If you do decide to repair, I would give it a strong dose of descaler and let it sit for a while in case it is a blockage.


----------



## Filippo (Oct 11, 2012)

First of all, hello to everyone, I am a very very new member.

Sorry for bringing this thread up, but I guess it is apposite, as I have a similar problem.

A malfunctioning Illy Francis Francis X1 (http://pursuitist.com/wp-content/uploads/2011/04/Francis-Francis-X1for-E.S.E-and-Ground-Espresso-Machine-Kit.jpg), out of warranty.

I am looking for repair/servicing in the London area, obviously I'd like it to be fairly cheap, but I have no idea where to go.

Does anyone know about places in London that repair coffee machines, and that are reliable enough?

Thanks a lot in advance, all the best.


----------



## HizerKite (Feb 25, 2011)

Hi, if you can get the machine to me (nr Ipswich in Suffolk) I can get it sorted. I totally rebuild them so can fix any fault. I guarantee I will be much cheaper than anyone else as fix them for the love of it.

Richard


----------



## Filippo (Oct 11, 2012)

Sorry for the spam, everyone, it appears that I cannot send PMs as of yet.

Dear Richard,

I have just read your message. I could come to Ipswich (or where you actually are) and hand it over to you, unless I find out that shipping is better (but is it advisable?). The steam wand does not work anymore, and I believe the water is not at the right temperature, as the coffee is really not that good, with pads and ground coffee alike.

I know it is hard just by these pieces of information to gauge what the problem could be, but it'd be useful to know what sort of price-range you would have in mind for servicing, as I'd have to factor the travel expense as well, and I can't spend a lot (money+time) on an oldish machine...

let me know what you think, and if you believe that you could fix it, we could find an arrangement!

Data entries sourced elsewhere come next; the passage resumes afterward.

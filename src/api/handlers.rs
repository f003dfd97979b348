//! API Handlers
//!
//! HTTP request handlers for each admin endpoint.

use std::sync::Arc;

use axum::{
    extract::{Path, Query, State},
    Json,
};

use crate::cache::CacheStats;
use crate::config::Config;
use crate::enumerator::ParameterSpace;
use crate::error::{Result, ScenarioError};
use crate::generation::{
    BatchGenerationPipeline, Collaborators, GenerationResult, PipelineOptions, PreGenerateOptions,
};
use crate::models::{
    CustomPreGenerateRequest, EstimateResponse, HealthResponse, InvalidateQuery,
    InvalidateResponse, PreGenerateRequest,
};
use crate::scenario::{CachedScenario, ScenarioCacheManager};

/// Application state shared across all handlers.
#[derive(Clone)]
pub struct AppState {
    /// Scenario cache shared with the pipeline
    pub scenarios: Arc<ScenarioCacheManager>,
    /// Pre-generation pipeline
    pub pipeline: Arc<BatchGenerationPipeline>,
    /// Options used when a request leaves fields unset
    pub defaults: PreGenerateOptions,
}

impl AppState {
    /// Creates a new AppState around an existing pipeline.
    pub fn new(pipeline: BatchGenerationPipeline, defaults: PreGenerateOptions) -> Self {
        Self {
            scenarios: pipeline.cache().clone(),
            pipeline: Arc::new(pipeline),
            defaults,
        }
    }

    /// Creates a new AppState from configuration.
    ///
    /// Builds the cache, the default parameter grid and the reference
    /// collaborators.
    pub fn from_config(config: &Config) -> Self {
        let scenarios = Arc::new(ScenarioCacheManager::from_config(config));
        let pipeline =
            BatchGenerationPipeline::new(scenarios, ParameterSpace::default(), Collaborators::reference())
                .with_options(PipelineOptions::from_config(config));
        Self::new(pipeline, PreGenerateOptions::from_config(config))
    }
}

/// Handler for GET /scenarios/:slug/:locale
pub async fn get_scenario_handler(
    State(state): State<AppState>,
    Path((slug, locale)): Path<(String, String)>,
) -> Result<Json<CachedScenario>> {
    state
        .scenarios
        .get_scenario(&slug, &locale)
        .await
        .map(Json)
        .ok_or_else(|| ScenarioError::NotFound(format!("{slug} ({locale})")))
}

/// Handler for DELETE /scenarios/:slug
///
/// Removes one locale with `?locale=xx`, otherwise every locale variant.
pub async fn invalidate_handler(
    State(state): State<AppState>,
    Path(slug): Path<String>,
    Query(query): Query<InvalidateQuery>,
) -> Json<InvalidateResponse> {
    let removed = state
        .scenarios
        .invalidate_scenario(&slug, query.locale.as_deref())
        .await;

    Json(InvalidateResponse::new(slug, removed))
}

/// Handler for POST /pregenerate
pub async fn pregenerate_handler(
    State(state): State<AppState>,
    Json(req): Json<PreGenerateRequest>,
) -> Result<Json<GenerationResult>> {
    if let Some(error_msg) = req.validate() {
        return Err(ScenarioError::InvalidRequest(error_msg));
    }

    let options = req.resolve(&state.defaults);
    Ok(Json(state.pipeline.pre_generate_scenarios(&options).await))
}

/// Handler for POST /pregenerate/custom
pub async fn pregenerate_custom_handler(
    State(state): State<AppState>,
    Json(req): Json<CustomPreGenerateRequest>,
) -> Result<Json<GenerationResult>> {
    if let Some(error_msg) = req.validate() {
        return Err(ScenarioError::InvalidRequest(error_msg));
    }

    let result = state
        .pipeline
        .pre_generate_custom_scenarios(&req.combinations, &req.locales)
        .await;
    Ok(Json(result))
}

/// Handler for GET /estimate
pub async fn estimate_handler(State(state): State<AppState>) -> Json<EstimateResponse> {
    let space = state.pipeline.space();
    Json(EstimateResponse {
        estimated_count: space.estimated_count(),
        grid_size: space.grid_size(),
    })
}

/// Handler for GET /stats
pub async fn stats_handler(State(state): State<AppState>) -> Json<CacheStats> {
    Json(state.scenarios.stats().await)
}

/// Handler for GET /health
pub async fn health_handler() -> Json<HealthResponse> {
    Json(HealthResponse::healthy())
}
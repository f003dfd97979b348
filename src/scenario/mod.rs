//! Scenario Module
//!
//! Scenario parameters and the scenario-level cache wrapper.

mod manager;
mod params;

pub use manager::{scenario_key, CachedScenario, ScenarioCacheManager, ScenarioMetadata, KEY_SEPARATOR};
pub use params::ScenarioParams;
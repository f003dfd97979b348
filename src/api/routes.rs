//! API Routes
//!
//! Configures the Axum router with all admin endpoints.

use axum::{
    routing::{delete, get, post},
    Router,
};
use tower_http::{
    cors::{Any, CorsLayer},
    trace::TraceLayer,
};

use super::handlers::{
    estimate_handler, get_scenario_handler, health_handler, invalidate_handler,
    pregenerate_custom_handler, pregenerate_handler, stats_handler, AppState,
};

/// Creates the main router with all endpoints configured.
///
/// # Endpoints
/// - `GET /scenarios/:slug/:locale` - Read a cached scenario
/// - `DELETE /scenarios/:slug` - Invalidate a scenario (`?locale=` for one locale)
/// - `POST /pregenerate` - Warm the cache from the parameter grid
/// - `POST /pregenerate/custom` - Warm the cache for given combinations
/// - `GET /estimate` - Estimated scenario count of the grid
/// - `GET /stats` - Cache statistics
/// - `GET /health` - Health check endpoint
///
/// # Middleware
/// - CORS: Allows any origin
/// - Tracing: Logs all requests
pub fn create_router(state: AppState) -> Router {
    let cors = CorsLayer::new()
        .allow_origin(Any)
        .allow_methods(Any)
        .allow_headers(Any);

    Router::new()
        .route("/scenarios/:slug/:locale", get(get_scenario_handler))
        .route("/scenarios/:slug", delete(invalidate_handler))
        .route("/pregenerate", post(pregenerate_handler))
        .route("/pregenerate/custom", post(pregenerate_custom_handler))
        .route("/estimate", get(estimate_handler))
        .route("/stats", get(stats_handler))
        .route("/health", get(health_handler))
        .layer(cors)
        .layer(TraceLayer::new_for_http())
        .with_state(state)
}
//! Response DTOs for the admin API
//!
//! Defines the structure of outgoing HTTP response bodies. Cache statistics,
//! cached scenarios and generation reports serialize directly.

use serde::Serialize;

/// Response body for DELETE /scenarios/:slug
#[derive(Debug, Clone, Serialize)]
pub struct InvalidateResponse {
    pub slug: String,
    /// Number of locale variants removed
    pub removed: usize,
}

impl InvalidateResponse {
    pub fn new(slug: impl Into<String>, removed: usize) -> Self {
        Self {
            slug: slug.into(),
            removed,
        }
    }
}

/// Response body for GET /estimate
#[derive(Debug, Clone, Serialize)]
pub struct EstimateResponse {
    pub estimated_count: u64,
    pub grid_size: usize,
}

/// Response body for the health endpoint (GET /health)
#[derive(Debug, Clone, Serialize)]
pub struct HealthResponse {
    /// Health status (e.g., "healthy")
    pub status: String,
    /// Current timestamp in ISO 8601 format
    pub timestamp: String,
}

impl HealthResponse {
    /// Creates a new HealthResponse with current timestamp
    pub fn healthy() -> Self {
        Self {
            status: "healthy".to_string(),
            timestamp: chrono::Utc::now().to_rfc3339(),
        }
    }
}
//! Background Tasks Module
//!
//! Contains background tasks owned by long-lived components.
//!
//! # Tasks
//! - Expiry sweep: removes expired cache entries at a configured interval

mod cleanup;

pub(crate) use cleanup::spawn_cleanup_task;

Thanks a lot, you can write me at filippo.fontanelli-at-gmail.com, I will be quicker in responding!

Best regards,


----------



## harrissa (Dec 29, 2012)

I have a 4 year old Rancilio Silvia and the steam has stopped working - the coffee is good and hot but I cant get anything out of the steam arm. I have tried re-setting machine but not helped - on the steam mechanism inside there looks like a bit may have broken unless it is supposed to be half a circle - turning the steam knob is opening and closing the valve but no steam ;0( I am not very technically minded and have never had this item serviced - I have descaled it a few times - thats about it. Wonder if anyone local to Suffolk can help? Kind regards Sharon


----------



## harrissa (Dec 29, 2012)

Whoops new to this posted in completely the wrong place - SOZ


----------